# RB30DET build up



## Alf30DET (Apr 15, 2005)

I picked up a 33 GTS25T with a blown motor (ringlands) for cheap.








After driving a 5.7L NA CHEV the skyline motors don't seem to be the same down low. (not enough low down torque) yes I'm aware that the "25" has VVT but it's not quite the same.

For those who don't know much about RB30's, here's some back ground. RB30E's & RB30ET's (single cam) were sold In Holden VL commodores and R31 Skylines in Australia and new Zealand, I'm not sure where else in the world they were sold. Maybe something can add to this..

The RB30ET is certainly no slacker, their are cars with these motors running high 8's consistantly on street tyres. The design of the bottom end is very similar to other RB's.

Pic of an RB30E, it makes a whopping 114kw in stock form :loser: 









My plan is to use the RB30E bottom end, bolt the 25 head on, fit a decent size turbo and numerous go fast bits. The big advantage from the extra 500cc's is not large increases in hp but more so in torque. This car is a daily driver so having huge amounts of hp and lots of lag is not ideal. A perfect combination of torque and hp is what I'm aiming to achieve. Both 25 and 26 heads have been used before on the 3L block successfully for street, strip and the track, particularly here in Oz.

I'll keep you guys updated with pics and info and welcome any suggestions and questions along the way. :thumbup: 

Cheers,
Alf


----------



## Alf30DET (Apr 15, 2005)

There are 3 types of RB30 variants, the first being a Vl commodore RB30E S1 na which has the oil and water return lines capped, a VL S1 turbo motor which being turbo has the holes in the block for water and oil lines to connect. The third is R31skyline/VL commodore S2 where both turbo (VL only) and NA have the holes in the block for oil and water. S1 blocks can be easily modded to suit.

RB30E's here in Oz can be found for dirt cheap, complete motors that still run can be bought for $100-$200 AU. I picked up a VL Commodore series 2 NA RB30E for nothing.  After ripping it part I found that the bores were in excellent condition, the factory nissan main bearings had hardly been worn. The big ends did have some wear but for a motor that's done over 230 000 kms it's in excellent condition.

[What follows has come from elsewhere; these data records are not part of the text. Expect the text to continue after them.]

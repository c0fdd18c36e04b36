//! Removal of comments tagged as mirror-specific.
//!
//! Given a tag such as `mirror-only`, comments containing `@mirror-only` are
//! dropped so annotations that only exist on one side never cause a
//! mismatch. How "a comment" is found depends on the file type:
//!
//! | Dialect | Extensions | Removed |
//! |---------|------------|---------|
//! | Tokens | `php` | the comment token, plus trailing indentation before it and one newline after it |
//! | Lines | `js`, `jsx`, `mjs`, `ts`, `tsx`, `css`, `scss` | a tagged line, or every line from `@start-<tag>` through `@end-<tag>` |
//!
//! Other files pass through unchanged.

use std::path::Path;

use tracing::debug;

use super::Transform;
use crate::errors::TransformError;

#[derive(Debug, Clone, Copy, PartialEq, Eq)]
enum Dialect {
    Tokens,
    Lines,
}

fn dialect_for(path: &str) -> Option<Dialect> {
    let ext = Path::new(path).extension()?.to_str()?.to_ascii_lowercase();
    match ext.as_str() {
        "php" => Some(Dialect::Tokens),
        "js" | "jsx" | "mjs" | "ts" | "tsx" | "css" | "scss" => Some(Dialect::Lines),
        _ => None,
    }
}

/// Strips comments carrying `@<tag>` (ASCII case-insensitive).
#[derive(Debug, Clone)]
pub struct RemoveMarkedComments {
    tag: String,
    start_tag: String,
    end_tag: String,
}

impl RemoveMarkedComments {
    pub fn new(tag: &str) -> Result<Self, TransformError> {
        if tag.is_empty() || tag.chars().any(char::is_whitespace) {
            return Err(TransformError::InvalidTag(tag.to_string()));
        }
        let tag = tag.to_ascii_lowercase();
        Ok(Self {
            start_tag: format!("@start-{}", tag),
            end_tag: format!("@end-{}", tag),
            tag: format!("@{}", tag),
        })
    }

    fn is_marked(&self, text: &str) -> bool {
        text.to_ascii_lowercase().contains(&self.tag)
    }

    fn strip_tokens(&self, contents: &str, path: &str) -> String {
        let mut output = String::with_capacity(contents.len());
        let mut whitespace = String::new();
        // Set after removing a comment that had its line to itself.
        let mut drop_newline = false;

        for token in tokenize_php(contents) {
            match token {
                Token::Whitespace(ws) => {
                    if drop_newline {
                        drop_newline = false;
                        whitespace.push_str(strip_one_newline(ws));
                    } else {
                        whitespace.push_str(ws);
                    }
                }
                Token::Comment(comment) if self.is_marked(comment) => {
                    debug!(tag = %self.tag, path, "removing marked comment");
                    let kept = whitespace.trim_end_matches([' ', '\t']).len();
                    whitespace.truncate(kept);
                    drop_newline = if whitespace.is_empty() {
                        output.is_empty() || output.ends_with(['\n', '\r'])
                    } else {
                        whitespace.ends_with(['\n', '\r'])
                    };
                }
                Token::Comment(text) | Token::Text(text) => {
                    output.push_str(&whitespace);
                    output.push_str(text);
                    whitespace.clear();
                    drop_newline = false;
                }
            }
        }

        output.push_str(&whitespace);
        output
    }

    fn strip_lines(&self, contents: &str, path: &str) -> String {
        let mut output = String::with_capacity(contents.len());
        let mut in_region = false;

        for line in contents.split_inclusive('\n') {
            let lower = line.to_ascii_lowercase();
            if in_region {
                if lower.contains(&self.end_tag) {
                    in_region = false;
                }
                continue;
            }
            if let Some(pos) = lower.find(&self.start_tag) {
                debug!(start = %self.start_tag, end = %self.end_tag, path, "removing marked region");
                in_region = !lower[pos..].contains(&self.end_tag);
                continue;
            }
            if lower.contains(&self.tag) {
                debug!(tag = %self.tag, path, "removing marked line");
                continue;
            }
            output.push_str(line);
        }

        output
    }
}

impl Transform for RemoveMarkedComments {
    fn name(&self) -> &str {
        "remove_marked_comments"
    }

    fn transform(&self, contents: &str, path: &str) -> String {
        match dialect_for(path) {
            Some(Dialect::Tokens) => self.strip_tokens(contents, path),
            Some(Dialect::Lines) => self.strip_lines(contents, path),
            None => contents.to_string(),
        }
    }
}

fn strip_one_newline(ws: &str) -> &str {
    ws.strip_prefix("\r\n")
        .or_else(|| ws.strip_prefix('\n'))
        .or_else(|| ws.strip_prefix('\r'))
        .unwrap_or(ws)
}

// ---------------------------------------------------------------------------
// PHP lexer
// ---------------------------------------------------------------------------

/// Just enough of PHP's lexical structure to find comments: everything that
/// is not whitespace or a comment inside `<?php ... ?>` is opaque text.
#[derive(Debug, PartialEq, Eq)]
enum Token<'a> {
    Text(&'a str),
    Whitespace(&'a str),
    Comment(&'a str),
}

fn is_php_whitespace(b: u8) -> bool {
    matches!(b, b' ' | b'\t' | b'\r' | b'\n')
}

fn is_ident_byte(b: u8) -> bool {
    b.is_ascii_alphanumeric() || b == b'_'
}

fn flush_text<'a>(tokens: &mut Vec<Token<'a>>, src: &'a str, from: usize, to: usize) {
    if from < to {
        tokens.push(Token::Text(&src[from..to]));
    }
}

fn tokenize_php(src: &str) -> Vec<Token<'_>> {
    let bytes = src.as_bytes();
    let len = bytes.len();
    let mut tokens = Vec::new();
    let mut pending = 0;
    let mut i = 0;
    let mut in_php = false;

    while i < len {
        let rest = &bytes[i..];

        if !in_php {
            if rest.len() >= 5 && rest[..5].eq_ignore_ascii_case(b"<?php") {
                i += 5;
                in_php = true;
            } else if rest.starts_with(b"<?=") {
                i += 3;
                in_php = true;
            } else {
                i += 1;
            }
            continue;
        }

        let b = bytes[i];
        if is_php_whitespace(b) {
            let mut j = i;
            while j < len && is_php_whitespace(bytes[j]) {
                j += 1;
            }
            flush_text(&mut tokens, src, pending, i);
            tokens.push(Token::Whitespace(&src[i..j]));
            i = j;
            pending = j;
        } else if rest.starts_with(b"?>") {
            i += 2;
            if bytes[i..].starts_with(b"\r\n") {
                i += 2;
            } else if i < len && bytes[i] == b'\n' {
                i += 1;
            }
            in_php = false;
        } else if rest.starts_with(b"//") || (b == b'#' && !rest.starts_with(b"#[")) {
            let mut j = i;
            while j < len && bytes[j] != b'\n' && bytes[j] != b'\r' && !bytes[j..].starts_with(b"?>") {
                j += 1;
            }
            flush_text(&mut tokens, src, pending, i);
            tokens.push(Token::Comment(&src[i..j]));
            i = j;
            pending = j;
        } else if rest.starts_with(b"/*") {
            let j = src[i + 2..].find("*/").map_or(len, |pos| i + 2 + pos + 2);
            flush_text(&mut tokens, src, pending, i);
            tokens.push(Token::Comment(&src[i..j]));
            i = j;
            pending = j;
        } else if matches!(b, b'\'' | b'"' | b'`') {
            let mut j = i + 1;
            while j < len {
                if bytes[j] == b'\\' {
                    j += 2;
                } else if bytes[j] == b {
                    j += 1;
                    break;
                } else {
                    j += 1;
                }
            }
            i = j.min(len);
        } else if rest.starts_with(b"<<<") {
            i = skip_heredoc(src, i);
        } else {
            i += 1;
        }
    }

    flush_text(&mut tokens, src, pending, len);
    tokens
}

/// Returns the offset just past a heredoc/nowdoc starting at `start`, or
/// `start + 3` when no label follows `<<<`.
fn skip_heredoc(src: &str, start: usize) -> usize {
    let bytes = src.as_bytes();
    let mut k = start + 3;
    while k < bytes.len() && matches!(bytes[k], b' ' | b'\t') {
        k += 1;
    }
    if k < bytes.len() && matches!(bytes[k], b'\'' | b'"') {
        k += 1;
    }
    let label_start = k;
    while k < bytes.len() && is_ident_byte(bytes[k]) {
        k += 1;
    }
    if k == label_start {
        return start + 3;
    }
    let label = &src[label_start..k];

    let Some(first_newline) = src[k..].find('\n') else {
        return bytes.len();
    };
    let mut line_start = k + first_newline + 1;
    while line_start < bytes.len() {
        let line = &src[line_start..];
        let trimmed = line.trim_start_matches([' ', '\t']);
        let indent = line.len() - trimmed.len();
        if trimmed.starts_with(label) {
            let end = line_start + indent + label.len();
            if end >= bytes.len() || !is_ident_byte(bytes[end]) {
                return end;
            }
        }
        match line.find('\n') {
            Some(pos) => line_start += pos + 1,
            None => break,
        }
    }
    bytes.len()
}
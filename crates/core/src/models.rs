//! Domain model types used throughout mirrorcheck.
//!
//! These types bridge the repository backends, the ancestor resolver, the
//! comparator, and the report renderers in the CLI.

use chrono::{DateTime, Utc};
use serde::{Deserialize, Serialize};

/// Revision label reported for the current working copy.
pub const WORKING_COPY: &str = "HEAD";

// ---------------------------------------------------------------------------
// Commits
// ---------------------------------------------------------------------------

/// A single revision in a file's history.
///
/// `path` is the file's path at that revision; it differs from the requested
/// path when the file was renamed later on.
#[derive(Debug, Clone, PartialEq, Eq, Serialize, Deserialize)]
pub struct Commit {
    pub revision: String,
    pub date: Option<DateTime<Utc>>,
    #[serde(rename = "file")]
    pub path: String,
}

impl Commit {
    pub fn new(revision: impl Into<String>, date: Option<DateTime<Utc>>, path: impl Into<String>) -> Self {
        Self {
            revision: revision.into(),
            date,
            path: path.into(),
        }
    }

    /// The working-copy sentinel used as the trivial ancestor at head.
    pub fn working_copy(path: impl Into<String>) -> Self {
        Self::new(WORKING_COPY, None, path)
    }

    pub fn is_working_copy(&self) -> bool {
        self.revision == WORKING_COPY && self.date.is_none()
    }
}

/// Reporting-only metadata about a revision.
#[derive(Debug, Clone, PartialEq, Eq, Serialize, Deserialize)]
pub struct RevisionMeta {
    pub author: String,
    pub date: String,
    pub message: String,
}

// ---------------------------------------------------------------------------
// Comparison input / output
// ---------------------------------------------------------------------------

/// One entry of the ordered left-path to right-path mapping.
#[derive(Debug, Clone, PartialEq, Eq, Serialize, Deserialize)]
pub struct FilePair {
    pub left: String,
    pub right: String,
}

impl FilePair {
    pub fn new(left: impl Into<String>, right: impl Into<String>) -> Self {
        Self {
            left: left.into(),
            right: right.into(),
        }
    }

    /// Parse `left=right`, or a single path used on both sides.
    pub fn parse(spec: &str) -> Option<Self> {
        let (left, right) = match spec.split_once('=') {
            Some((l, r)) => (l.trim(), r.trim()),
            None => (spec.trim(), spec.trim()),
        };
        if left.is_empty() || right.is_empty() {
            return None;
        }
        Some(Self::new(left, right))
    }
}

/// Sync status of a single file pair.
#[derive(Debug, Clone, Copy, PartialEq, Eq, Hash, Serialize, Deserialize)]
#[serde(rename_all = "SCREAMING_SNAKE_CASE")]
pub enum SyncStatus {
    NewInLeft,
    NewInRight,
    InSync,
    LeftAhead,
    RightAhead,
    Divergent,
    NoCommonAncestor,
}

impl SyncStatus {
    pub const ALL: [SyncStatus; 7] = [
        Self::InSync,
        Self::LeftAhead,
        Self::RightAhead,
        Self::Divergent,
        Self::NoCommonAncestor,
        Self::NewInLeft,
        Self::NewInRight,
    ];

    /// `true` for every status other than `InSync`.
    pub fn is_drift(&self) -> bool {
        !matches!(self, Self::InSync)
    }
}

impl std::fmt::Display for SyncStatus {
    fn fmt(&self, f: &mut std::fmt::Formatter<'_>) -> std::fmt::Result {
        match self {
            Self::NewInLeft => write!(f, "new-in-left"),
            Self::NewInRight => write!(f, "new-in-right"),
            Self::InSync => write!(f, "in-sync"),
            Self::LeftAhead => write!(f, "left-ahead"),
            Self::RightAhead => write!(f, "right-ahead"),
            Self::Divergent => write!(f, "divergent"),
            Self::NoCommonAncestor => write!(f, "no-common-ancestor"),
        }
    }
}

/// Per-side half of a [`ComparisonResult`].
#[derive(Debug, Clone, PartialEq, Eq, Serialize, Deserialize)]
pub struct SideInfo {
    pub file: String,
    pub exists: bool,
    pub ancestor: Option<Commit>,
    /// Commits newer than `ancestor`, newest first.
    pub subsequent_commits: Vec<Commit>,
}

impl SideInfo {
    /// A side whose file is missing at head.
    pub fn missing(file: impl Into<String>) -> Self {
        Self {
            file: file.into(),
            exists: false,
            ancestor: None,
            subsequent_commits: Vec::new(),
        }
    }

    /// A side whose file exists and is trivially its own ancestor.
    pub fn at_head(file: impl Into<String>) -> Self {
        let file = file.into();
        Self {
            ancestor: Some(Commit::working_copy(file.clone())),
            file,
            exists: true,
            subsequent_commits: Vec::new(),
        }
    }

    /// A side whose file exists but shares no content with the other side.
    pub fn unmatched(file: impl Into<String>) -> Self {
        Self {
            file: file.into(),
            exists: true,
            ancestor: None,
            subsequent_commits: Vec::new(),
        }
    }
}

/// The classified outcome for one file pair.
#[derive(Debug, Clone, PartialEq, Eq, Serialize, Deserialize)]
pub struct ComparisonResult {
    pub status: SyncStatus,
    pub left: SideInfo,
    pub right: SideInfo,
}

impl ComparisonResult {
    /// Number of left-side commits since the common ancestor.
    pub fn left_ahead(&self) -> usize {
        self.left.subsequent_commits.len()
    }

    /// Number of right-side commits since the common ancestor.
    pub fn right_ahead(&self) -> usize {
        self.right.subsequent_commits.len()
    }
}

/// Serialize a full report as pretty-printed JSON.
pub fn report_to_json(results: &[ComparisonResult]) -> Result<String, serde_json::Error> {
    serde_json::to_string_pretty(results)
}
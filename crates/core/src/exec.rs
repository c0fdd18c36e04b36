//! Process execution behind a trait, so backends can be driven by scripted
//! output in tests.

use std::path::Path;
use std::process::{Command, Stdio};

use crate::errors::RepoError;

/// Captured result of one finished command.
#[derive(Debug, Clone, Default, PartialEq, Eq)]
pub struct CommandOutput {
    pub exit_code: i32,
    pub stdout: String,
    pub stderr: String,
}

impl CommandOutput {
    pub fn success(stdout: impl Into<String>) -> Self {
        Self {
            exit_code: 0,
            stdout: stdout.into(),
            stderr: String::new(),
        }
    }

    pub fn failure(exit_code: i32, stderr: impl Into<String>) -> Self {
        Self {
            exit_code,
            stdout: String::new(),
            stderr: stderr.into(),
        }
    }

    pub fn is_success(&self) -> bool {
        self.exit_code == 0
    }

    /// Convert a non-zero exit into [`RepoError::CommandFailed`].
    pub fn into_result(self) -> Result<String, RepoError> {
        if self.is_success() {
            Ok(self.stdout)
        } else {
            Err(RepoError::CommandFailed {
                exit_code: self.exit_code,
                stderr: self.stderr,
            })
        }
    }
}

/// Runs an external program to completion.
///
/// A non-zero exit is *not* an error at this level; only failing to start
/// the program is.
pub trait CommandRunner: Send + Sync {
    fn run(&self, program: &str, args: &[String], cwd: &Path) -> Result<CommandOutput, RepoError>;
}

/// [`CommandRunner`] backed by `std::process::Command`.
#[derive(Debug, Clone, Copy, Default)]
pub struct SystemRunner;

impl CommandRunner for SystemRunner {
    fn run(&self, program: &str, args: &[String], cwd: &Path) -> Result<CommandOutput, RepoError> {
        let output = Command::new(program)
            .args(args)
            .current_dir(cwd)
            .stdin(Stdio::null())
            .stdout(Stdio::piped())
            .stderr(Stdio::piped())
            .output()
            .map_err(|e| {
                if e.kind() == std::io::ErrorKind::NotFound {
                    RepoError::BinaryNotFound(program.to_string())
                } else {
                    RepoError::IoError(e)
                }
            })?;

        Ok(CommandOutput {
            exit_code: output.status.code().unwrap_or(-1),
            stdout: String::from_utf8_lossy(&output.stdout).to_string(),
            stderr: String::from_utf8_lossy(&output.stderr).to_string(),
        })
    }
}
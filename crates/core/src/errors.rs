//! Error types for the mirrorcheck core library.
//!
//! Each subsystem has its own error type derived with `thiserror`, and a
//! top-level [`CoreError`] enum unifies them all for callers that want a
//! single error type.

use thiserror::Error;

// ---------------------------------------------------------------------------
// Top-level error
// ---------------------------------------------------------------------------

/// Unified error type for the entire core library.
#[derive(Debug, Error)]
pub enum CoreError {
    #[error(transparent)]
    Repo(#[from] RepoError),

    #[error(transparent)]
    Transform(#[from] TransformError),

    #[error(transparent)]
    Config(#[from] ConfigError),
}

// ---------------------------------------------------------------------------
// Repository errors
// ---------------------------------------------------------------------------

/// Errors from repository backends (Git, SVN) and the commands they run.
#[derive(Debug, Error)]
pub enum RepoError {
    /// The version-control binary was not found on `$PATH`.
    #[error("{0} binary not found")]
    BinaryNotFound(String),

    /// A backend command exited with a non-zero status.
    #[error("command failed (exit {exit_code}): {stderr}")]
    CommandFailed {
        exit_code: i32,
        stderr: String,
    },

    /// The path is not a repository (or working copy) the backend recognizes.
    #[error("no {kind} repository found at '{path}'")]
    RepositoryNotFound {
        kind: String,
        path: String,
    },

    /// The file does not exist at the requested revision.
    #[error("file '{path}' does not exist at revision {revision}")]
    FileNotFound {
        path: String,
        revision: String,
    },

    /// Backend output could not be parsed.
    #[error("failed to parse backend output: {0}")]
    ParseError(String),

    /// A `git2` library error.
    #[error("git2 error: {0}")]
    Git2Error(#[from] git2::Error),

    /// Generic I/O wrapper.
    #[error("repository I/O error: {0}")]
    IoError(#[from] std::io::Error),
}

// ---------------------------------------------------------------------------
// Transform errors
// ---------------------------------------------------------------------------

/// Errors raised while building a transform pipeline.
///
/// These are always configuration mistakes and surface before any
/// comparison runs.
#[derive(Debug, Error)]
pub enum TransformError {
    /// A substitution pattern is not a valid regular expression.
    #[error("invalid substitution pattern '{pattern}': {detail}")]
    InvalidPattern {
        pattern: String,
        detail: String,
    },

    /// The marked-comment tag is empty or contains whitespace.
    #[error("invalid comment tag '{0}'")]
    InvalidTag(String),
}

// ---------------------------------------------------------------------------
// Configuration errors
// ---------------------------------------------------------------------------

/// Errors from configuration loading and validation.
#[derive(Debug, Error)]
pub enum ConfigError {
    /// Config file not found.
    #[error("configuration file not found: {0}")]
    FileNotFound(String),

    /// TOML parse error.
    #[error("configuration parse error: {0}")]
    ParseError(String),

    /// A config value is invalid.
    #[error("invalid configuration value for '{field}': {detail}")]
    InvalidValue {
        field: String,
        detail: String,
    },

    /// Generic I/O error reading the config file.
    #[error("configuration I/O error: {0}")]
    IoError(#[from] std::io::Error),
}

RB30 pistons are not the strongest among other RB's but they can withstand up to approx 450bhp with the right tuning. The stock rods if prepared properly can hold a little more. I'm not keen on using parts that are over 10 years old so i bought new ones. 
_Q:How do you make a jap motor go faster?, A: Fill it with parts from the US. _ ARIAS make RB30 forgies for the 25/30, 26/30 hybrid motors, the set i'm using are 20tho and come complete with rings , pins etc.. using a stock RB30E head gasket the compression should be around the 8.6:1 mark but like every engine, every measurement must be double checked.
























The piston on the left is a stock RB30, even though it comes from a single cam motor and has 2 valves per cylinder. You can see that Nissan had their thinking caps on when making these engines. The one on the right is the ARIAS RB30 forgie.








The pic above is the factory rod vs. SCAT. The difference in size is obvious, the SCAT rods are powercoated steel and are commonly used on SBC's but with a few mods to the crank and the rod itself it can become a cheaper alternative to other brands. The rods on a SBC are rated at 1000bhp, since only 6 are being used that would make it 750bhp. That's definitely cheap insurance. :cheers: 

If you guys are not quite sure on these hydrid RB's this PDF should run you up to speed, info gathered from more than 20 hybrids.

http://www.geocities.com/r32_jjc/rb30det/rb30_dohc.zip


----------



## B. J. (Apr 30, 2005)

ALF, Good to see someone in the US is upto speed on the RB30 series engine that Nissan Australia made, if you want more info on the RB30 or the Rb30det conversion try www.r31skylineclub.com its an Australian based webpage but most of the information is univesral and very helpful.

They tend to talk more on rear wheel kilowatts rather than bhp, but I there is a member that has just completed an RB30det conversoin and is raking in 226rwkw (300Hp + @ wheels) on 8psi with no BOV and a stock RB30 bottom end. very very big potential 

I believe the Rb30 came out in the petrol or diesel powered Patrol of similar age (86 to 91) in the US but I cannot be sure, you guys would know more about that than me.

In closing, the RB30e is a very very amazing engine...I had one in my R31 skyline which i sold not too long ago it currently has almost 300 000 miles. and its still going strong and crisp as ever.


ROFL - ALF mate didnt even realise you were a Sydney lad!!!


----------